- Helen Mirren’s comments about Kurt Cobain never having experienced GPS went viral.
- But this isn’t the first time Mirren has mentioned Cobain — she’s been doing it for at least a decade.
- Mirren often invokes the death of the young Cobain in 1994 as she reflects on her approach to aging.
Over the past decade, Dame Helen Mirren has been asked a lot about how she feels about aging.
Mirren, 79, is grateful to have lived as long as she has. She has experienced “a world without technology”, as she told The Standard, but has also been privileged to experience modern wonders such as GPS tools and the internet.
Mirren, in interviews dating back at least a decade, has a very specific way of illustrating this point: Nirvana frontman Kurt Cobain, who died by suicide in 1994 at the age of 27.
“I always say it’s very sad that Kurt Cobain died when he died because he could never see GPS,” she told The Standard on her Brave New World podcast.
“It’s the most amazing thing, my little blue dot walking down the street,” she said of the technology. “I find it completely magical and incredible.”
Mirren’s comments went viral online after other publications picked them up from The Standard. On social media, people compared the quote to the satire site Clickhole, which regularly posts images of celebrities with fabricated quotes.

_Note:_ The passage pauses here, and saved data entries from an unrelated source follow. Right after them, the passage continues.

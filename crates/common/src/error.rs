//! Error types for likeboard.

use axum::{
    Json,
    extract::rejection::{PathRejection, QueryRejection},
    http::StatusCode,
    response::{IntoResponse, Response},
};
use serde_json::json;
use thiserror::Error;

/// Application result type.
pub type AppResult<T> = Result<T, AppError>;

/// Application error type.
#[derive(Debug, Error)]
pub enum AppError {
    // === Client Errors ===
    #[error("{0}")]
    NotFound(String),

    #[error("Post with ID {0} not found")]
    PostNotFound(i32),

    #[error("Unauthorized")]
    Unauthorized,

    #[error("{0}")]
    Forbidden(String),

    #[error("{0}")]
    BadRequest(String),

    #[error("Validation error: {0}")]
    Validation(String),

    #[error("{0}")]
    Conflict(String),

    // === Server Errors ===
    #[error("Database error: {0}")]
    Database(String),

    #[error("Configuration error: {0}")]
    Config(String),

    #[error("Internal error: {0}")]
    Internal(String),
}

impl AppError {
    /// Returns the HTTP status code for this error.
    #[must_use]
    pub const fn status_code(&self) -> StatusCode {
        match self {
            // 4xx Client Errors
            Self::NotFound(_) | Self::PostNotFound(_) => StatusCode::NOT_FOUND,
            Self::Unauthorized => StatusCode::UNAUTHORIZED,
            Self::Forbidden(_) => StatusCode::FORBIDDEN,
            Self::BadRequest(_) | Self::Validation(_) => StatusCode::BAD_REQUEST,
            Self::Conflict(_) => StatusCode::CONFLICT,

            // 5xx Server Errors
            Self::Database(_) | Self::Config(_) | Self::Internal(_) => {
                StatusCode::INTERNAL_SERVER_ERROR
            }
        }
    }

    /// Returns the error code for API responses.
    #[must_use]
    pub const fn error_code(&self) -> &'static str {
        match self {
            Self::NotFound(_) => "NOT_FOUND",
            Self::PostNotFound(_) => "POST_NOT_FOUND",
            Self::Unauthorized => "UNAUTHORIZED",
            Self::Forbidden(_) => "FORBIDDEN",
            Self::BadRequest(_) => "BAD_REQUEST",
            Self::Validation(_) => "VALIDATION_ERROR",
            Self::Conflict(_) => "CONFLICT",
            Self::Database(_) => "DATABASE_ERROR",
            Self::Config(_) => "CONFIG_ERROR",
            Self::Internal(_) => "INTERNAL_ERROR",
        }
    }

    /// Returns whether this error should be logged at error level.
    #[must_use]
    pub fn is_server_error(&self) -> bool {
        self.status_code().is_server_error()
    }

    /// Message safe to return to clients.
    ///
    /// Server errors never leak their diagnostic detail.
    #[must_use]
    pub fn public_message(&self) -> String {
        if self.is_server_error() {
            "Internal Server Error".to_string()
        } else {
            self.to_string()
        }
    }
}

impl IntoResponse for AppError {
    fn into_response(self) -> Response {
        let status = self.status_code();
        let code = self.error_code();

        // Log server errors
        if self.is_server_error() {
            tracing::error!(error = %self, code = code, "Server error occurred");
        } else {
            tracing::debug!(error = %self, code = code, "Client error occurred");
        }

        let body = Json(json!({
            "error": {
                "code": code,
                "message": self.public_message(),
            }
        }));

        (status, body).into_response()
    }
}

// === From implementations ===

impl From<validator::ValidationErrors> for AppError {
    fn from(err: validator::ValidationErrors) -> Self {
        Self::Validation(err.to_string())
    }
}

impl From<config::ConfigError> for AppError {
    fn from(err: config::ConfigError) -> Self {
        Self::Config(err.to_string())
    }
}

impl From<PathRejection> for AppError {
    fn from(err: PathRejection) -> Self {
        Self::BadRequest(err.body_text())
    }
}

impl From<QueryRejection> for AppError {
    fn from(err: QueryRejection) -> Self {
        Self::BadRequest(err.body_text())
    }
}

impl From<anyhow::Error> for AppError {
    fn from(err: anyhow::Error) -> Self {
        Self::Internal(err.to_string())
    }
}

The timing of Cobain’s death functionally illustrates Mirren’s point, though it’s a roundabout way of getting there: the first website appeared in 1991, and the Mosaic web browser, which was released in 1993 and could display both photos and text, made the Internet more accessible to the general public. It wasn’t until 2007 that NPR stated that GPS had gone “mainstream” through personal devices, the same year Google Maps launched on smartphones. Five years later, Apple launched its own smartphone-based product, Apple Maps.
So Kurt Cobain didn’t have the GPS experience that Mirren describes. But she’s right about something else: she “always” brings Cobain up this way.

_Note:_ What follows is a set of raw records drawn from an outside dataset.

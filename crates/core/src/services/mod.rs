//! Business logic services.

#![allow(missing_docs)]

pub mod like;
pub mod token;

pub use like::{LikeService, PostLikes};
pub use token::{CallerIdentity, Claims, TokenService, TokenType};
//! # Task-store port: the external CRUD store's boundary.
//!
//! This subsystem reads task snapshots and performs exactly two writes
//! against the external store: creating the next occurrence of a recurring
//! task, and clearing a recurrence pattern. Everything else about the store
//! (schema, HTTP API, auth) is out of scope.
//!
//! ## Atomicity requirement
//! [`TaskStore::create_occurrence`] must be an atomic insert-if-absent keyed
//! on the parent-occurrence link. A read-then-write pair is not acceptable:
//! duplicate `completed` deliveries race, and the dedup boundary is storage
//! identity, not a lock.

use async_trait::async_trait;

use chrono::{DateTime, Utc};

use crate::error::StoreError;
use crate::events::TaskSnapshot;

/// Fields for a new recurring occurrence.
///
/// Built by the recurring engine from the completed task's snapshot: title,
/// owner, tags, pattern and offset are carried forward; the due timestamp is
/// the computed next occurrence; `parent_occurrence` links back to the
/// just-completed task and is the idempotency key.
#[derive(Debug, Clone, PartialEq)]
pub struct NewOccurrence {
    /// Owning user identifier.
    pub owner_id: String,
    /// Title carried forward from the completed occurrence.
    pub title: String,
    /// Tags carried forward.
    pub tags: Vec<String>,
    /// Due timestamp of the new occurrence.
    pub due_at: DateTime<Utc>,
    /// Recurrence pattern carried forward.
    pub recurrence: String,
    /// Reminder offset carried forward, if any.
    pub reminder_offset_seconds: Option<i64>,
    /// Id of the completed task that spawned this occurrence (dedup key).
    pub parent_occurrence: i64,
}

/// Outcome of an atomic occurrence insert.
#[derive(Debug, Clone, PartialEq)]
pub enum CreateOutcome {
    /// No occurrence with this parent link existed; one was created.
    Created(TaskSnapshot),
    /// An occurrence with this parent link already exists (duplicate delivery).
    AlreadyExists(TaskSnapshot),
}

/// Read/write boundary to the external task store.
#[async_trait]
pub trait TaskStore: Send + Sync + 'static {
    /// Loads the current state of a task, or `None` if it no longer exists.
    async fn get_task(&self, id: i64) -> Result<Option<TaskSnapshot>, StoreError>;

    /// Atomically creates the next occurrence unless one with the same
    /// parent-occurrence link already exists.
    async fn create_occurrence(&self, fields: NewOccurrence) -> Result<CreateOutcome, StoreError>;

    /// Sets or clears a task's recurrence pattern.
    ///
    /// Clearing (`None`) stops future occurrences from being spawned once the
    /// task completes; it does not touch already-created occurrences.
    async fn update_recurrence(&self, id: i64, pattern: Option<String>) -> Result<(), StoreError>;

    /// Returns completed tasks that still carry a recurrence pattern and a
    /// due timestamp but have no successor occurrence linked to them.
    ///
    /// This is the reconciliation sweep's detection query for occurrences
    /// lost to handler failures.
    async fn completed_without_successor(&self) -> Result<Vec<TaskSnapshot>, StoreError>;
}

In 2014, the actor sat down with Oprah Winfrey for her film The 100 Foot Journey. At the time, Winfrey noted Mirren’s “energy and vibrancy” despite her age.
“You either die young or you die old,” Mirren said at the time. “There is no other way. I didn’t want to die young. Look at Kurt Cobain – he hardly saw a computer!”
In 2015, she told Cosmopolitan that she was “thinking about Kurt Cobain the other day” because she was surprised he had never experienced the Internet. She made similar comments to beauty publication Get the Gloss that same year and to The Daily Mail in 2016.
In 2020, Mirren mentioned Cobain in the context of GPS technology in an interview with Oprah’s website.
“The way I see it, you have two choices in life: you can either get old, or you can die. And I want to keep seeing what life has in store,” she said. “I think about Kurt Cobain and all that he missed. I mean, how sad that he never knew about GPS.”
To be fair to Mirren, it’s not unusual for actors or public figures to repeat anecdotes or particular turns of phrase in interviews. And for Mirren, who has been asked repeatedly about aging in her 70s, it’s understandable that she’d have an anecdote about mortality.
But why is that anecdote about Kurt Cobain? Other than the fact that he’s a major cultural figure who died remarkably young, that’s anyone’s guess. A representative for Mirren did not immediately respond to Business Insider’s request for comment.